Work task — Please set down each line of the material exactly.

Data provided —
· · · · ·

#![allow(clippy::module_inception)]

use crate::{
    ast::ast::Expr,
    errors::errors::{Error, ErrorTip},
    lexer::lexer::tokenize,
    parser::parser::{parse, ParseEngine},
};

pub mod ast;
pub mod errors;
pub mod lexer;
pub mod macros;
pub mod parser;
pub mod visitors;

extern crate regex;

/// A character offset into the source text.
#[derive(Debug, Clone, Copy, PartialEq, Eq, PartialOrd, Ord, Hash)]
pub struct Position(pub usize);

#[derive(Debug, Clone, Copy, PartialEq, Eq)]
pub struct Span {
    pub start: Position,
    pub end: Position,
}

/// Tokenizes `source` and parses it with `engine`.
///
/// Unrecognised text is reported before the engine runs.
pub fn drive_parse(source: &str, engine: &dyn ParseEngine) -> Result<Expr, Error> {
    let tokens = tokenize(source)?;
    parse(tokens, engine)
}

/// Finds the line containing `position`.
///
/// Returns the 1-based line number, the line text and the offset of
/// `position` within that line. A position at or past the end of the source
/// maps to the end of the last line.
pub fn get_line_at_position(source: &str, position: usize) -> (usize, String, usize) {
    let mut start = 0;
    let mut line_number = 1;

    for line in source.split_inclusive('\n') {
        let end = start + line.chars().count();

        if (start..end).contains(&position) {
            return (line_number, line.to_string(), position - start);
        }

        start = end;
        line_number += 1;
    }

    // Past the end: point just after the last line's content
    let last_line = source.split_inclusive('\n').last().unwrap_or("");
    let line_number = line_number.saturating_sub(1).max(1);
    let trimmed = last_line.trim_end_matches('\n');
    (line_number, trimmed.to_string(), trimmed.chars().count())
}


/// Renders an error with the offending line and a caret under the offset.
///
/// ```text
/// Error: ExpectedOperator (Did you miss an operator between operands?)
///   |
/// 1 | 4 + 5 9
///   | ------^
/// ```
pub fn render_error(error: &Error, source: &str) -> String {
    let position = error
        .get_position()
        .map(|position| position.0)
        .unwrap_or(source.chars().count());
    let (line, line_text, line_pos) = get_line_at_position(source, position);

    let line_string = line.to_string();
    let padding = line_string.len() + 2;

    let mut rendered = String::new();
    if let ErrorTip::None = error.get_tip() {
        rendered.push_str(&format!("Error: {}\n", error.get_error_name()));
    } else {
        rendered.push_str(&format!("Error: {} ({})\n", error.get_error_name(), error.get_tip()));
    }
    rendered.push_str(&format!("{:>padding$}\n", "|"));

    let (line_text_removed, removed_whitespace) = remove_starting_whitespace(&line_text);
    rendered.push_str(&format!("{} | {}\n", line_string, line_text_removed.trim_end()));

    let arrows = line_pos.saturating_sub(removed_whitespace) + 1;
    rendered.push_str(&format!("{:>padding$} {:->arrows$}\n", "|", "^"));

    rendered
}

pub fn display_error(error: &Error, source: &str) {
    eprint!("{}", render_error(error, source));
}

fn remove_starting_whitespace(string: &str) -> (String, usize) {
    let mut start = 0;
    for c in string.chars() {
        if c == ' ' {
            start += 1;
        } else {
            break;
        }
    }

    (String::from(&string[start..]), start)
}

· · · · ·

Your solution —
#![allow(clippy::module_inception)]

use crate::{
    ast::ast::Expr,
    errors::errors::{Error, ErrorTip},
    lexer::lexer::tokenize,
    parser::parser::{parse, ParseEngine},
};

pub mod ast;
pub mod errors;
pub mod lexer;
pub mod macros;
pub mod parser;
pub mod visitors;

extern crate regex;

/// A character offset into the source text.
#[derive(Debug, Clone, Copy, PartialEq, Eq, PartialOrd, Ord, Hash)]
pub struct Position(pub usize);

#[derive(Debug, Clone, Copy, PartialEq, Eq)]
pub struct Span {
    pub start: Position,
    pub end: Position,
}

/// Tokenizes `source` and parses it with `engine`.
///
/// Unrecognised text is reported before the engine runs.
pub fn drive_parse(source: &str, engine: &dyn ParseEngine) -> Result<Expr, Error> {
    let tokens = tokenize(source)?;
    parse(tokens, engine)
}

/// Finds the line containing `position`.
///
/// Returns the 1-based line number, the line text and the offset of
/// `position` within that line. A position at or past the end of the source
/// maps to the end of the last line.
pub fn get_line_at_position(source: &str, position: usize) -> (usize, String, usize) {
    let mut start = 0;
    let mut line_number = 1;

    for line in source.split_inclusive('\n') {
        let end = start + line.chars().count();

        if (start..end).contains(&position) {
            return (line_number, line.to_string(), position - start);
        }

        start = end;
        line_number += 1;
    }

    // Past the end: point just after the last line's content
    let last_line = source.split_inclusive('\n').last().unwrap_or("");
    let line_number = line_number.saturating_sub(1).max(1);
    let trimmed = last_line.trim_end_matches('\n');
    (line_number, trimmed.to_string(), trimmed.chars().count())
}


/// Renders an error with the offending line and a caret under the offset.
///
/// ```text
/// Error: ExpectedOperator (Did you miss an operator between operands?)
///   |
/// 1 | 4 + 5 9
///   | ------^
/// ```
pub fn render_error(error: &Error, source: &str) -> String {
    let position = error
        .get_position()
        .map(|position| position.0)
        .unwrap_or(source.chars().count());
    let (line, line_text, line_pos) = get_line_at_position(source, position);

    let line_string = line.to_string();
    let padding = line_string.len() + 2;

    let mut rendered = String::new();
    if let ErrorTip::None = error.get_tip() {
        rendered.push_str(&format!("Error: {}\n", error.get_error_name()));
    } else {
        rendered.push_str(&format!("Error: {} ({})\n", error.get_error_name(), error.get_tip()));
    }
    rendered.push_str(&format!("{:>padding$}\n", "|"));

    let (line_text_removed, removed_whitespace) = remove_starting_whitespace(&line_text);
    rendered.push_str(&format!("{} | {}\n", line_string, line_text_removed.trim_end()));

    let arrows = line_pos.saturating_sub(removed_whitespace) + 1;
    rendered.push_str(&format!("{:>padding$} {:->arrows$}\n", "|", "^"));

    rendered
}

pub fn display_error(error: &Error, source: &str) {
    eprint!("{}", render_error(error, source));
}

fn remove_starting_whitespace(string: &str) -> (String, usize) {
    let mut start = 0;
    for c in string.chars() {
        if c == ' ' {
            start += 1;
        } else {
            break;
        }
    }

    (String::from(&string[start..]), start)
}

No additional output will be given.